TASK REQUIREMENTS: Out of the records below, copy all lines in which the word "Duration" occurs.

SOURCE MATERIAL:
use thiserror::Error;

#[derive(Debug, Error)]
pub enum RelayError {
    #[error("configuration error: {0}")]
    Config(String),
    #[error("camera not found: {0}")]
    CameraNotFound(String),
    #[error("snapshot fetch failed: {0}")]
    Fetch(String),
    #[error("transcode failed: {0}")]
    Transcode(String),
    #[error("delivery failed: {0}")]
    Delivery(String),
    #[error("file did not stabilize: {0}")]
    FileNotStable(String),
    #[error("storage error: {0}")]
    Storage(String),
}
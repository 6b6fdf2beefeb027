use std::{
    sync::{
        Arc,
        atomic::{AtomicBool, Ordering},
    },
    time::Duration,
};

use crate::{
    application::config::RuntimeConfig,
    domain::{error::RelayError, models::CameraRegistry},
    storage::SqliteStore,
};

/// Process-wide alerting flag. A single scalar with no multi-field
/// invariant, so atomic reads/writes suffice.
#[derive(Debug)]
pub struct AlertState {
    enabled: AtomicBool,
}

impl AlertState {
    #[must_use]
    pub fn new(enabled: bool) -> Self {
        Self {
            enabled: AtomicBool::new(enabled),
        }
    }

    #[must_use]
    pub fn is_enabled(&self) -> bool {
        self.enabled.load(Ordering::Relaxed)
    }

    pub fn set_enabled(&self, enabled: bool) {
        self.enabled.store(enabled, Ordering::Relaxed);
    }

    /// Flips the flag and returns the new value.
    pub fn toggle(&self) -> bool {
        !self.enabled.fetch_xor(true, Ordering::Relaxed)
    }
}

impl Default for AlertState {
    fn default() -> Self {
        Self::new(true)
    }
}

#[derive(Clone)]
pub struct SharedState {
    inner: Arc<InnerState>,
}

struct InnerState {
    config: RuntimeConfig,
    cameras: CameraRegistry,
    alert: AlertState,
    store: SqliteStore,
    http: reqwest::Client,
}

impl SharedState {
    pub async fn new(config: RuntimeConfig) -> Result<Self, RelayError> {
        let store = SqliteStore::connect(&config.db_path).await?;
        let cameras = CameraRegistry::new(config.cameras.clone());
        let http = reqwest::Client::builder()
            .timeout(Duration::from_secs(30))
            .build()
            .map_err(|error| RelayError::Config(format!("failed to build http client: {error}")))?;

        Ok(Self {
            inner: Arc::new(InnerState {
                cameras,
                alert: AlertState::default(),
                store,
                http,
                config,
            }),
        })
    }

    #[must_use]
    pub fn config(&self) -> &RuntimeConfig {
        &self.inner.config
    }

    #[must_use]
    pub fn cameras(&self) -> &CameraRegistry {
        &self.inner.cameras
    }

    #[must_use]
    pub fn alert(&self) -> &AlertState {
        &self.inner.alert
    }

    #[must_use]
    pub fn store(&self) -> &SqliteStore {
        &self.inner.store
    }

    #[must_use]
    pub fn http(&self) -> &reqwest::Client {
        &self.inner.http
    }

    #[must_use]
    pub fn is_authorized(&self, chat_id: i64) -> bool {
        self.inner.config.authorized_users.contains(&chat_id)
    }
}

WORKED SOLUTION:
    time::Duration,
            .timeout(Duration::from_secs(30))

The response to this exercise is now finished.